__Task requirements__
What lines in the listing include "super"? Return a copy of each.

==============================

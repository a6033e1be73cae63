//! Result normalization

use serde_json::{Map, Value, json};

use super::dispatch::Dispatched;
use super::{DIRECTIVE_FIELD, Gateway, GatewayResult, trace};
use crate::context::{CallContext, RequestContext};
use crate::hooks::{self, HookCategory, HookTarget, ResultView};
use crate::runtime::{ActionError, DispatchOutcome, META_FIELD, TraceMeta};
use crate::Result;

impl Gateway {
    /// Turn what the dispatch stage produced into the external envelope.
    pub(super) async fn normalize(
        &self,
        raw: &Value,
        call: &CallContext,
        ctx: &RequestContext,
        message: &Map<String, Value>,
        dispatched: Dispatched,
    ) -> Result<GatewayResult> {
        match dispatched {
            Dispatched::Replaced(reply) => Ok(self.replaced(reply)),
            Dispatched::Outcome(outcome) => self.outcome(raw, call, ctx, message, outcome).await,
        }
    }

    /// Envelope for a reply produced by an `action` hook.
    fn replaced(&self, reply: Value) -> GatewayResult {
        let meta = TraceMeta::new(trace::generate());
        let out = self.runtime.externalize(None, reply, &meta);
        let (out, gateway) = self.finish_reply(out);
        GatewayResult {
            gateway,
            ..GatewayResult::success(out)
        }
    }

    async fn outcome(
        &self,
        raw: &Value,
        call: &CallContext,
        ctx: &RequestContext,
        message: &Map<String, Value>,
        outcome: DispatchOutcome,
    ) -> Result<GatewayResult> {
        let DispatchOutcome {
            mut error,
            mut payload,
            mut meta,
        } = outcome;

        for (index, entry) in ctx.hooks.get(HookCategory::Result).iter().enumerate() {
            let view = ResultView {
                payload: &mut payload,
                message,
                error: error.as_mut(),
                meta: &mut meta,
            };
            hooks::run_entry(index, entry, HookTarget::Result(view), raw, call).await?;
        }

        let debug = self.config.debug.response;
        if let Some(error) = error.as_mut() {
            tracing::debug!(error = %error, meta_id = %meta.id, "Message failed");
            if !debug {
                error.stack = None;
            }
        }

        let out = self.runtime.externalize(error.as_ref(), payload, &meta);
        let (out, gateway) = self.finish_reply(out);

        let mut result = match &error {
            None => GatewayResult::success(out),
            Some(error) => GatewayResult::failure(self.failure_descriptor(error, &out)),
        };
        result.gateway = gateway;
        if debug {
            let mut full = serde_json::to_value(&meta)?;
            if error.is_some() {
                full["error"] = Value::Bool(true);
            }
            result.meta = Some(full);
        }
        Ok(result)
    }

    /// Collapse `meta$` to its correlation ID (unless debugging) and hoist
    /// `gateway$` out of the reply.
    fn finish_reply(&self, mut out: Value) -> (Value, Option<Map<String, Value>>) {
        let Some(object) = out.as_object_mut() else {
            return (out, None);
        };

        if !self.config.debug.response {
            if let Some(id) = object.get(META_FIELD).and_then(|m| m.get("id")).cloned() {
                object.insert(META_FIELD.to_string(), json!({ "id": id }));
            }
        }

        let gateway = match object.remove(DIRECTIVE_FIELD) {
            Some(Value::Object(directives)) => Some(directives),
            Some(_) | None => None,
        };
        (out, gateway)
    }

    /// Failure descriptor; disclosure of message, details and stack is gated
    /// by configuration. Absent fields are omitted.
    fn failure_descriptor(&self, error: &ActionError, reply: &Value) -> Value {
        let mut meta = reply
            .get(META_FIELD)
            .cloned()
            .filter(Value::is_object)
            .unwrap_or_else(|| json!({ "id": trace::generate() }));
        meta["error"] = Value::Bool(true);

        let mut out = Map::new();
        out.insert("name".to_string(), Value::String(error.name.clone()));
        let id = error.id.clone().unwrap_or_else(trace::generate);
        out.insert("id".to_string(), Value::String(id));
        if let Some(code) = &error.code {
            out.insert("code".to_string(), Value::String(code.clone()));
        }
        if self.config.error.message {
            if let Some(message) = &error.message {
                out.insert("message".to_string(), Value::String(message.clone()));
            }
        }
        if self.config.error.details {
            if let Some(details) = &error.details {
                out.insert("details".to_string(), details.clone());
            }
        }
        if self.config.debug.response {
            if let Some(stack) = &error.stack {
                out.insert("stack".to_string(), Value::String(stack.clone()));
            }
        }
        out.insert(META_FIELD.to_string(), meta);
        Value::Object(out)
    }
}

/// Failure envelope raised by the gateway itself, with a fresh correlation ID.
pub(super) fn rejection(code: &str, message: &str, extra: Map<String, Value>) -> GatewayResult {
    let id = trace::generate();
    let mut out = Map::new();
    out.insert("name".to_string(), json!("Error"));
    out.insert("id".to_string(), json!(id));
    out.insert("code".to_string(), json!(code));
    out.insert("message".to_string(), json!(message));
    out.extend(extra);
    out.insert(META_FIELD.to_string(), json!({ "id": id, "error": true }));
    GatewayResult::failure(Value::Object(out))
}

#[cfg(test)]
mod tests {
    use super::*;
    use pretty_assertions::assert_eq;

    #[test]
    fn rejection_shape() {
        let result = rejection("not-allowed", "Message not allowed", Map::new());
        assert!(result.error);
        let out = result.out.as_object().unwrap();
        assert_eq!(out["code"], json!("not-allowed"));
        assert_eq!(out["id"], out["meta$"]["id"]);
        assert_eq!(out["meta$"]["error"], json!(true));
        assert!(result.gateway.is_none());
    }
}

==============================

__The completed task__
use super::dispatch::Dispatched;
use super::{DIRECTIVE_FIELD, Gateway, GatewayResult, trace};
    pub(super) async fn normalize(
pub(super) fn rejection(code: &str, message: &str, extra: Map<String, Value>) -> GatewayResult {
    use super::*;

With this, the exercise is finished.